Tests are a crucial part of ensuring that our systems actually do what they’re meant to do. All tests inevitably rely on data in some form. The problem is that testers tend to get themselves into unnecessary tangles as a result of how they create and maintain their test data.

A recent IBM study revealed that testers spend up to 60% of their time worrying about their test data. And it's not just test engineers who fret about this: In my experience, developers also spend way too much time on test data.

Whether you're a tester or a developer, here are five things you can do to keep things simple and prevent pain.

Gartner Magic Quadrant for Software Test Automation 2017

1. Prefer builders

I’ve come across many codebases where individual automated tests were laden with test data. The tests either pull big chunks of test data out of files or dedicate many lines of code to defining the test data within the tests themselves. This leads to a high maintenance burden in two ways:

  • It makes the individual tests much harder to work with because it’s too difficult to figure out which parts of the data are relevant to the test at hand.
  • It makes the test suite as a whole harder to maintain because a single change to the data structure in your production code usually means updating dozens of tests.

The simple alternative is to use a builder pattern, which calls a function to provide the test data you need.
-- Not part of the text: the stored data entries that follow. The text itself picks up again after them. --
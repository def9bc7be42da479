//! WebSocket client for the relay server.
//!
//! Uses a background thread for non-blocking operation; events are drained
//! via `poll_events()` from the caller's loop.

use crate::protocol::{ClientMessage, GamePayload, PeerInfo, ProtocolError, ServerMessage};
use std::sync::mpsc::{channel, Receiver, Sender, TryRecvError};
use std::thread::{self, JoinHandle};
use std::time::Duration;
use tungstenite::{connect, Message};
use url::Url;

/// Connection state.
#[derive(Debug, Clone, Copy, PartialEq, Eq)]
pub enum ConnectionState {
    Disconnected,
    Connecting,
    Connected,
    Error,
}

/// Events from the relay client.
#[derive(Debug, Clone)]
pub enum NetEvent {
    /// Connected to the server.
    Connected,
    /// Disconnected from the server.
    Disconnected,
    /// Joined a room.
    Joined {
        room: String,
        participant_id: String,
        leader_id: String,
        peers: Vec<PeerInfo>,
    },
    /// A peer joined the room.
    PeerJoined { peer: PeerInfo },
    /// A peer left the room.
    PeerLeft { peer_id: String },
    /// The room leader changed.
    LeaderChanged { leader_id: String },
    /// A routed game payload from a peer (or from this node, for
    /// broadcasts that include the sender).
    Relayed { from: String, payload: GamePayload },
    /// Error occurred.
    Error { message: String },
}

/// Commands sent to the WebSocket thread.
enum WsCommand {
    Send(String),
    Close,
}

/// Relay client for native platforms.
pub struct RelayClient {
    state: ConnectionState,
    events: Vec<NetEvent>,
    /// Channel to send commands to the WebSocket thread.
    cmd_tx: Option<Sender<WsCommand>>,
    /// Channel to receive events from the WebSocket thread.
    event_rx: Option<Receiver<NetEvent>>,
    /// Handle to the WebSocket thread.
    _thread: Option<JoinHandle<()>>,
}

impl RelayClient {
    /// Create a new disconnected client.
    pub fn new() -> Self {
        Self {
            state: ConnectionState::Disconnected,
            events: Vec::new(),
            cmd_tx: None,
            event_rx: None,
            _thread: None,
        }
    }

    /// Connect to a relay server.
    pub fn connect(&mut self, url: &str) -> Result<(), String> {
        if self.cmd_tx.is_some() {
            return Err("Already connected".to_string());
        }

        // Validate URL
        let parsed_url = Url::parse(url).map_err(|e| format!("Invalid URL: {}", e))?;
        if parsed_url.scheme() != "ws" && parsed_url.scheme() != "wss" {
            return Err(format!(
                "Invalid WebSocket URL scheme: {}",
                parsed_url.scheme()
            ));
        }

        self.state = ConnectionState::Connecting;

        let (cmd_tx, cmd_rx) = channel::<WsCommand>();
        let (event_tx, event_rx) = channel::<NetEvent>();

        let url = url.to_string();

        let handle = thread::spawn(move || {
            log::info!("WebSocket thread: connecting to {}", url);

            match connect(&url) {
                Ok((mut socket, response)) => {
                    log::info!("WebSocket connected, status: {}", response.status());
                    let _ = event_tx.send(NetEvent::Connected);

                    // Read timeout on the underlying TCP stream keeps the
                    // loop responsive to outgoing commands.
                    {
                        let stream = socket.get_mut();
                        match stream {
                            tungstenite::stream::MaybeTlsStream::Plain(tcp) => {
                                let _ = tcp.set_read_timeout(Some(Duration::from_millis(50)));
                                let _ = tcp.set_write_timeout(Some(Duration::from_secs(5)));
                            }
                            #[allow(unreachable_patterns)]
                            _ => {
                                log::debug!("TLS or other stream - using default timeout handling");
                            }
                        }
                    }

                    loop {
                        // Check for commands (non-blocking)
                        match cmd_rx.try_recv() {
                            Ok(WsCommand::Send(msg)) => {
                                log::debug!("WebSocket sending: {}", &msg[..msg.len().min(100)]);
                                if let Err(e) = socket.send(Message::Text(msg)) {
                                    log::error!("WebSocket send error: {}", e);
                                    break;
                                }
                            }
                            Ok(WsCommand::Close) => {
                                log::info!("WebSocket close requested");
                                let _ = socket.close(None);
                                break;
                            }
                            Err(TryRecvError::Disconnected) => {
                                log::info!("WebSocket command channel disconnected");
                                break;
                            }
                            Err(TryRecvError::Empty) => {}
                        }

                        // Check for incoming messages (with timeout)
                        match socket.read() {
                            Ok(Message::Text(txt)) => {
                                log::debug!("WebSocket received: {}", &txt[..txt.len().min(100)]);
                                match ServerMessage::from_json(&txt) {
                                    Ok(server_msg) => {
                                        let _ = event_tx.send(net_event_from(server_msg));
                                    }
                                    Err(ProtocolError::Malformed(e)) => {
                                        // Malformed messages are dropped; state
                                        // stays untouched.
                                        log::warn!("Dropping malformed server message: {}", e);
                                    }
                                }
                            }
                            Ok(Message::Ping(data)) => {
                                let _ = socket.send(Message::Pong(data));
                            }
                            Ok(Message::Close(_)) => {
                                log::info!("WebSocket received close frame");
                                break;
                            }
                            Ok(_) => {} // Ignore binary, pong
                            Err(tungstenite::Error::Io(ref e))
                                if e.kind() == std::io::ErrorKind::WouldBlock
                                    || e.kind() == std::io::ErrorKind::TimedOut =>
                            {
                                continue;
                            }
                            Err(e) => {
                                log::error!("WebSocket read error: {}", e);
                                break;
                            }
                        }
                    }

                    log::info!("WebSocket thread exiting");
                    let _ = event_tx.send(NetEvent::Disconnected);
                }
                Err(e) => {
                    log::error!("WebSocket connection failed: {}", e);
                    let _ = event_tx.send(NetEvent::Error {
                        message: format!("Connection failed: {}", e),
                    });
                }
            }
        });

        self.cmd_tx = Some(cmd_tx);
        self.event_rx = Some(event_rx);
        self._thread = Some(handle);

        Ok(())
    }

    /// Disconnect from the server.
    pub fn disconnect(&mut self) {
        if let Some(tx) = self.cmd_tx.take() {
            let _ = tx.send(WsCommand::Close);
        }
        self.event_rx = None;
        self._thread = None;
        self.state = ConnectionState::Disconnected;
    }

    /// Send a protocol message.
    pub fn send(&self, msg: &ClientMessage) -> Result<(), String> {
        let json = msg.to_json().map_err(|e| e.to_string())?;
        if let Some(ref tx) = self.cmd_tx {
            tx.send(WsCommand::Send(json))
                .map_err(|e| format!("Send failed: {}", e))
        } else {
            Err("Not connected".to_string())
        }
    }

    /// Join a room under a display name.
    pub fn join(&self, room: &str, name: &str) -> Result<(), String> {
        self.send(&ClientMessage::Join {
            room: room.to_string(),
            name: name.to_string(),
        })
    }

    /// Leave the current room. The connection stays open so another room
    /// can be joined.
    pub fn leave(&self) -> Result<(), String> {
        self.send(&ClientMessage::Leave)
    }

    /// Broadcast a game payload to the whole room, including this node.
    pub fn broadcast(&self, payload: GamePayload) -> Result<(), String> {
        self.send(&ClientMessage::Broadcast { payload })
    }

    /// Send a game payload point-to-point to one participant.
    pub fn direct(&self, to: &str, payload: GamePayload) -> Result<(), String> {
        self.send(&ClientMessage::Direct {
            to: to.to_string(),
            payload,
        })
    }

    /// Poll for pending events (non-blocking).
    pub fn poll_events(&mut self) -> Vec<NetEvent> {
        if let Some(ref rx) = self.event_rx {
            while let Ok(event) = rx.try_recv() {
                match &event {
                    NetEvent::Connected => self.state = ConnectionState::Connected,
                    NetEvent::Disconnected => self.state = ConnectionState::Disconnected,
                    NetEvent::Error { .. } => self.state = ConnectionState::Error,
                    _ => {}
                }
                self.events.push(event);
            }
        }

        std::mem::take(&mut self.events)
    }

    /// Get current connection state.
    pub fn state(&self) -> ConnectionState {
        self.state
    }

    /// Check if connected.
    pub fn is_connected(&self) -> bool {
        self.state == ConnectionState::Connected
    }
}

fn net_event_from(msg: ServerMessage) -> NetEvent {
    match msg {
        ServerMessage::Joined {
            room,
            participant_id,
            leader_id,
            peers,
        } => NetEvent::Joined {
            room,
            participant_id,
            leader_id,
            peers,
        },
        ServerMessage::PeerJoined { peer } => NetEvent::PeerJoined { peer },
        ServerMessage::PeerLeft { peer_id } => NetEvent::PeerLeft { peer_id },
        ServerMessage::LeaderChanged { leader_id } => NetEvent::LeaderChanged { leader_id },
        ServerMessage::Relay { from, payload } => NetEvent::Relayed { from, payload },
        ServerMessage::Error { message } => NetEvent::Error { message },
    }
}

impl Default for RelayClient {
    fn default() -> Self {
        Self::new()
    }
}

impl Drop for RelayClient {
    fn drop(&mut self) {
        self.disconnect();
    }
}

#[cfg(test)]
mod tests {
    use super::*;

    #[test]
    fn test_rejects_invalid_scheme() {
        let mut client = RelayClient::new();
        assert!(client.connect("http://localhost:3001/ws").is_err());
        assert_eq!(client.state(), ConnectionState::Disconnected);
    }

    #[test]
    fn test_send_without_connection() {
        let client = RelayClient::new();
        assert!(client.join("room", "Alice").is_err());
        assert!(client.leave().is_err());
    }

    #[test]
    fn test_event_conversion() {
        let msg = ServerMessage::LeaderChanged {
            leader_id: "p2".to_string(),
        };
        match net_event_from(msg) {
            NetEvent::LeaderChanged { leader_id } => assert_eq!(leader_id, "p2"),
            other => panic!("unexpected event: {other:?}"),
        }
    }
}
If, for example, you had a test relating to a user’s passport number, instead of having:

const user = {
firstName: 'Ada',
lastName: 'Lovelace',
email: 'ada@example.com',
passportNumber: 12345

You could simply have:

const user = buildUser({ passportNumber: 12345 });

The builder can then take care of using sensible defaults for the rest of the object. The result: You'll have less noise in your tests and all of the common user attributes will reside in a single place in your test suite. In addition, you can abstract away what it means for a user to exist in your system. For example, your builder could insert the user into the correct database table.

2. Clean your data before your tests run

If you like to keep your code neat and tidy, you’ll be tempted to get each of your tests to clean up after itself by deleting all the test data it created. However, this approach creates unnecessary headaches.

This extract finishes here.